The Art Of Self-Promotion: 6 Tips For Getting Your Work Discovered
Writer and author Austin Kleon shares some guidelines for promoting your work without spamming from his new book, Show Your Work! 10 Ways to Share Your Creativity and Get Discovered.
The subtitle of the writer and artist Austin Kleon’s new book, Show Your Work! is “10 Ways to Share Your Creativity and Get Discovered.” But that subtitle could just as easily be, “How to Self-Promote Without Being a Jerkface.” It’s an incredibly useful and compulsively readable short book about how to use social media and networking if you’re a creative person of any stripe.
Kleon, who gave the Keynote speech at this year’s SXSW, isn’t giving the same tired advice. The key to his method is to continuously share your work, whether or not you think it’s absolutely perfect, or absolutely finished. In fact, he encourages writers, artists, and musicians to pull back the curtain on their work and show the process. “By letting go of our egos and sharing our process,” Kleon writes, “We allow for the possibility of people having an ongoing connection with us and our work, which helps us move even more of our product.”
We spoke to Kleon from his home in Austin, Texas, about how to use networking to your advantage, how to set boundaries to avoid burnout, and how to stop being what he calls “human spam.”
Don’t Worry About Being a Genius. Be a “Scenius”

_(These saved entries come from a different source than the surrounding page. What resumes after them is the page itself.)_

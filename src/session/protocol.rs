//! Client wire protocol
//!
//! Inbound frames are JSON objects discriminated by `type`. Outbound frames
//! are [`Envelope`]s: a connection-wide `seq` plus a [`ServerEvent`].

use serde::{Deserialize, Serialize};
use serde_json::Value;
use thiserror::Error;

use crate::agents::domain::{AgentRole, AgentStatus};
use crate::agents::error::DelegationError;
use crate::agents::llm::{FailureKind, TokenUsage};
use crate::quota::QuotaError;

/// Why an inbound frame could not be turned into a [`ClientMessage`]
#[derive(Debug, Error, PartialEq, Eq)]
pub enum InboundError {
    #[error("Invalid message: {0}")]
    Invalid(String),

    #[error("Unknown message type: {0}")]
    UnknownType(String),
}

impl InboundError {
    pub fn code(&self) -> ErrorCode {
        match self {
            InboundError::Invalid(_) => ErrorCode::InvalidMessage,
            InboundError::UnknownType(_) => ErrorCode::UnknownMessageType,
        }
    }
}

#[derive(Debug, Clone, PartialEq, Eq, Deserialize)]
pub struct UserMessage {
    pub content: String,
    /// Idempotency key for quota accounting; generated when absent
    #[serde(default)]
    pub message_id: Option<String>,
    /// Explicit addressee role
    #[serde(default)]
    pub target: Option<String>,
    /// Thinking-mode override for this turn
    #[serde(default)]
    pub think: Option<bool>,
}

#[derive(Debug, Clone, PartialEq, Eq)]
pub enum ClientMessage {
    UserMessage(UserMessage),
    Cancel,
}

impl ClientMessage {
    pub fn parse(text: &str) -> Result<Self, InboundError> {
        let value: Value = serde_json::from_str(text)
            .map_err(|e| InboundError::Invalid(format!("not valid JSON: {}", e)))?;

        let message_type = value
            .as_object()
            .ok_or_else(|| InboundError::Invalid("expected a JSON object".to_string()))?
            .get("type")
            .and_then(Value::as_str)
            .ok_or_else(|| InboundError::Invalid("missing 'type'".to_string()))?;

        match message_type {
            "user_message" => {
                let message: UserMessage = serde_json::from_value(value.clone())
                    .map_err(|e| InboundError::Invalid(e.to_string()))?;
                if message.content.trim().is_empty() {
                    return Err(InboundError::Invalid("'content' must not be empty".to_string()));
                }
                Ok(ClientMessage::UserMessage(message))
            }
            "cancel" => Ok(ClientMessage::Cancel),
            other => Err(InboundError::UnknownType(other.to_string())),
        }
    }
}

/// Stable error codes surfaced to clients
#[derive(Debug, Clone, Copy, PartialEq, Eq, Serialize, Deserialize)]
#[serde(rename_all = "SCREAMING_SNAKE_CASE")]
pub enum ErrorCode {
    InvalidMessage,
    UnknownMessageType,
    UnknownAgent,
    ExecutionInProgress,
    NoActiveExecution,
    SubscriptionLimit,
    DuplicateMessage,
    UpstreamConnection,
    UpstreamError,
    UpstreamStream,
    DelegationRejected,
    CapabilityDenied,
    IterationLimit,
    InvalidToolCall,
    AgentBusy,
    Internal,
}

impl From<FailureKind> for ErrorCode {
    fn from(kind: FailureKind) -> Self {
        match kind {
            FailureKind::Connection => ErrorCode::UpstreamConnection,
            FailureKind::Upstream => ErrorCode::UpstreamError,
            FailureKind::Stream => ErrorCode::UpstreamStream,
        }
    }
}

impl From<&QuotaError> for ErrorCode {
    fn from(err: &QuotaError) -> Self {
        match err {
            QuotaError::ActionLimit { .. } | QuotaError::TokenLimit { .. } => {
                ErrorCode::SubscriptionLimit
            }
            QuotaError::DuplicateMessage(_) => ErrorCode::DuplicateMessage,
            QuotaError::Store(_) => ErrorCode::Internal,
        }
    }
}

impl From<&DelegationError> for ErrorCode {
    fn from(err: &DelegationError) -> Self {
        match err {
            DelegationError::UnknownRole(_) => ErrorCode::UnknownAgent,
            DelegationError::NotHireable { .. } | DelegationError::LevelViolation { .. } => {
                ErrorCode::DelegationRejected
            }
            DelegationError::TargetBusy(_) => ErrorCode::AgentBusy,
            DelegationError::IterationLimit(_) => ErrorCode::IterationLimit,
            DelegationError::NoOpenTask(_) | DelegationError::InvalidArguments(_) => {
                ErrorCode::InvalidToolCall
            }
            DelegationError::Store(_) => ErrorCode::Internal,
        }
    }
}

/// Progress reported inside a `status` event
#[derive(Debug, Clone, PartialEq, Serialize)]
#[serde(tag = "kind", rename_all = "snake_case")]
pub enum StatusUpdate {
    AgentState {
        status: AgentStatus,
    },
    DelegationAccepted {
        to: AgentRole,
        message_id: String,
        task: String,
    },
    DelegationRejected {
        role: String,
        code: ErrorCode,
        reason: String,
    },
    TaskCompleted {
        to: AgentRole,
        message_id: String,
        summary: String,
    },
    /// A tool call that was relayed but not honoured
    ToolRejected {
        tool: String,
        code: ErrorCode,
        reason: String,
    },
}

#[derive(Debug, Clone, PartialEq, Serialize)]
#[serde(tag = "type", rename_all = "snake_case")]
pub enum ServerEvent {
    Connected {
        project_id: String,
        session_id: String,
    },
    ThinkingStart {
        agent: AgentRole,
    },
    Thinking {
        agent: AgentRole,
        content: String,
    },
    ThinkingEnd {
        agent: AgentRole,
    },
    Content {
        agent: AgentRole,
        content: String,
    },
    ToolCall {
        agent: AgentRole,
        id: String,
        name: String,
        arguments: Value,
    },
    Status {
        agent: AgentRole,
        update: StatusUpdate,
    },
    Error {
        code: ErrorCode,
        error: String,
        #[serde(skip_serializing_if = "Option::is_none")]
        agent: Option<AgentRole>,
    },
    Done {
        agent: AgentRole,
        cancelled: bool,
        #[serde(skip_serializing_if = "Option::is_none")]
        usage: Option<TokenUsage>,
    },
}

impl ServerEvent {
    pub fn error(code: ErrorCode, error: impl Into<String>) -> Self {
        ServerEvent::Error {
            code,
            error: error.into(),
            agent: None,
        }
    }

    pub fn label(&self) -> &'static str {
        match self {
            ServerEvent::Connected { .. } => "connected",
            ServerEvent::ThinkingStart { .. } => "thinking_start",
            ServerEvent::Thinking { .. } => "thinking",
            ServerEvent::ThinkingEnd { .. } => "thinking_end",
            ServerEvent::Content { .. } => "content",
            ServerEvent::ToolCall { .. } => "tool_call",
            ServerEvent::Status { .. } => "status",
            ServerEvent::Error { .. } => "error",
            ServerEvent::Done { .. } => "done",
        }
    }
}

/// One outbound frame
#[derive(Debug, Clone, Serialize)]
pub struct Envelope<'a> {
    pub seq: u64,
    #[serde(flatten)]
    pub event: &'a ServerEvent,
}

/// Close codes for connections refused by the gate
#[derive(Debug, Clone, Copy, PartialEq, Eq)]
pub enum CloseReason {
    Unauthenticated,
    Forbidden,
    NotFound,
    Internal,
}

impl CloseReason {
    pub fn code(&self) -> u16 {
        match self {
            CloseReason::Unauthenticated => 4001,
            CloseReason::Forbidden => 4003,
            CloseReason::NotFound => 4004,
            CloseReason::Internal => 1011,
        }
    }

    pub fn as_str(&self) -> &'static str {
        match self {
            CloseReason::Unauthenticated => "UNAUTHENTICATED",
            CloseReason::Forbidden => "FORBIDDEN",
            CloseReason::NotFound => "NOT_FOUND",
            CloseReason::Internal => "INTERNAL",
        }
    }
}
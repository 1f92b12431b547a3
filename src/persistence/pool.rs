//! Database connection pool management

use crate::persistence::error::PersistenceError;
use sqlx::{any::AnyPoolOptions, AnyPool};
use std::borrow::Cow;
use std::time::Duration;

/// Database backend type
#[derive(Debug, Clone, Copy, PartialEq, Eq)]
pub enum DatabaseBackend {
    /// SQLite database
    Sqlite,
    /// PostgreSQL database
    Postgres,
}

impl DatabaseBackend {
    /// Detect the database backend from a connection URL
    pub fn from_url(url: &str) -> Result<Self, PersistenceError> {
        if url.starts_with("sqlite:") {
            Ok(Self::Sqlite)
        } else if url.starts_with("postgres:") || url.starts_with("postgresql:") {
            Ok(Self::Postgres)
        } else {
            Err(PersistenceError::Connection(format!(
                "Unsupported database URL format. Expected sqlite:// or postgres://. Got: {}",
                url.split(':').next().unwrap_or("unknown")
            )))
        }
    }

    /// Get the backend name for display
    pub fn name(&self) -> &'static str {
        match self {
            Self::Sqlite => "SQLite",
            Self::Postgres => "PostgreSQL",
        }
    }
}

/// Connection pool wrapper with backend information
pub struct ConnectionPool {
    pool: AnyPool,
    backend: DatabaseBackend,
}

impl ConnectionPool {
    /// Create a new connection pool from a database URL
    ///
    /// # Arguments
    ///
    /// * `url` - Database connection URL (sqlite://, postgres://)
    /// * `max_connections` - Maximum number of connections in the pool
    /// * `connect_timeout_secs` - Connection timeout in seconds
    pub async fn new(
        url: &str,
        max_connections: u32,
        connect_timeout_secs: u64,
    ) -> Result<Self, PersistenceError> {
        // Install default drivers for sqlx::any
        sqlx::any::install_default_drivers();

        let backend = DatabaseBackend::from_url(url)?;

        // Every connection to an in-memory SQLite URL opens a fresh database
        let max_connections = if backend == DatabaseBackend::Sqlite && url.contains(":memory:") {
            1
        } else {
            max_connections.max(1)
        };

        tracing::info!(
            "Connecting to {} database with max {} connections",
            backend.name(),
            max_connections
        );

        let pool = AnyPoolOptions::new()
            .max_connections(max_connections)
            .acquire_timeout(Duration::from_secs(connect_timeout_secs))
            .connect(url)
            .await
            .map_err(|e| PersistenceError::Connection(e.to_string()))?;

        tracing::info!("Successfully connected to {} database", backend.name());

        Ok(Self { pool, backend })
    }

    /// Get the underlying connection pool
    pub fn pool(&self) -> &AnyPool {
        &self.pool
    }

    /// Get the database backend type
    pub fn backend(&self) -> DatabaseBackend {
        self.backend
    }

    /// Adapts `?` placeholders to the backend's bind syntax
    pub fn sql<'a>(&self, query: &'a str) -> Cow<'a, str> {
        match self.backend {
            DatabaseBackend::Sqlite => Cow::Borrowed(query),
            DatabaseBackend::Postgres => Cow::Owned(numbered_placeholders(query)),
        }
    }

    /// Check if the database connection is healthy
    pub async fn health_check(&self) -> Result<(), PersistenceError> {
        sqlx::query("SELECT 1")
            .execute(&self.pool)
            .await
            .map_err(|e| PersistenceError::Connection(format!("Health check failed: {}", e)))?;
        Ok(())
    }

    /// Close the connection pool
    pub async fn close(&self) {
        self.pool.close().await;
    }
}

impl Clone for ConnectionPool {
    fn clone(&self) -> Self {
        Self {
            pool: self.pool.clone(),
            backend: self.backend,
        }
    }
}

/// `?` -> `$1, $2, ...`, leaving quoted literals alone
fn numbered_placeholders(query: &str) -> String {
    let mut out = String::with_capacity(query.len() + 8);
    let mut index = 0;
    let mut in_literal = false;
    for ch in query.chars() {
        match ch {
            '\'' => {
                in_literal = !in_literal;
                out.push(ch);
            }
            '?' if !in_literal => {
                index += 1;
                out.push('$');
                out.push_str(&index.to_string());
            }
            _ => out.push(ch),
        }
    }
    out
}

Kleon cribs the term “scenius” from the musician Brian Eno. It means that you should get a group of creative people around you and have a collaborative relationship with them. Kleon cautions against the artistic myth of the lone genius pounding away in a garret somewhere. “Being a valuable part of a scenius is not necessarily about how smart or talented you are, but about what you have to contribute,” Kleon writes.
He created his own scenius online. Kleon says, “I think what has been the most remarkable in my career is that I’ve never been part of a geographical scene. I didn’t move to New York after college. I didn’t move to L.A. I moved to Cleveland, and there’s not a whole lot of a scene there. But what I did have was the Internet, and I became part of a scenius by putting my work out there. I started blogging in 2005, and back then, we were all connected, we just didn’t have social media in the same way as we do now. You’d just post things to your blog and people would send you comments or emails and you’d slowly find people as they stumbled across your work. When I did work I really liked and put it online, it attracted the people I wanted to meet. For me, being online, that was my scenius. That was my moving to New York in the ’70s. Or Paris in the ’20s.”
Kleon notes that you don’t have to be in the same medium as the people in your scenius. In fact, it helps if you’re not. He says since moving to Austin, he’s fallen in with musicians and filmmakers in addition to writers and artists, and those relationships have informed his work.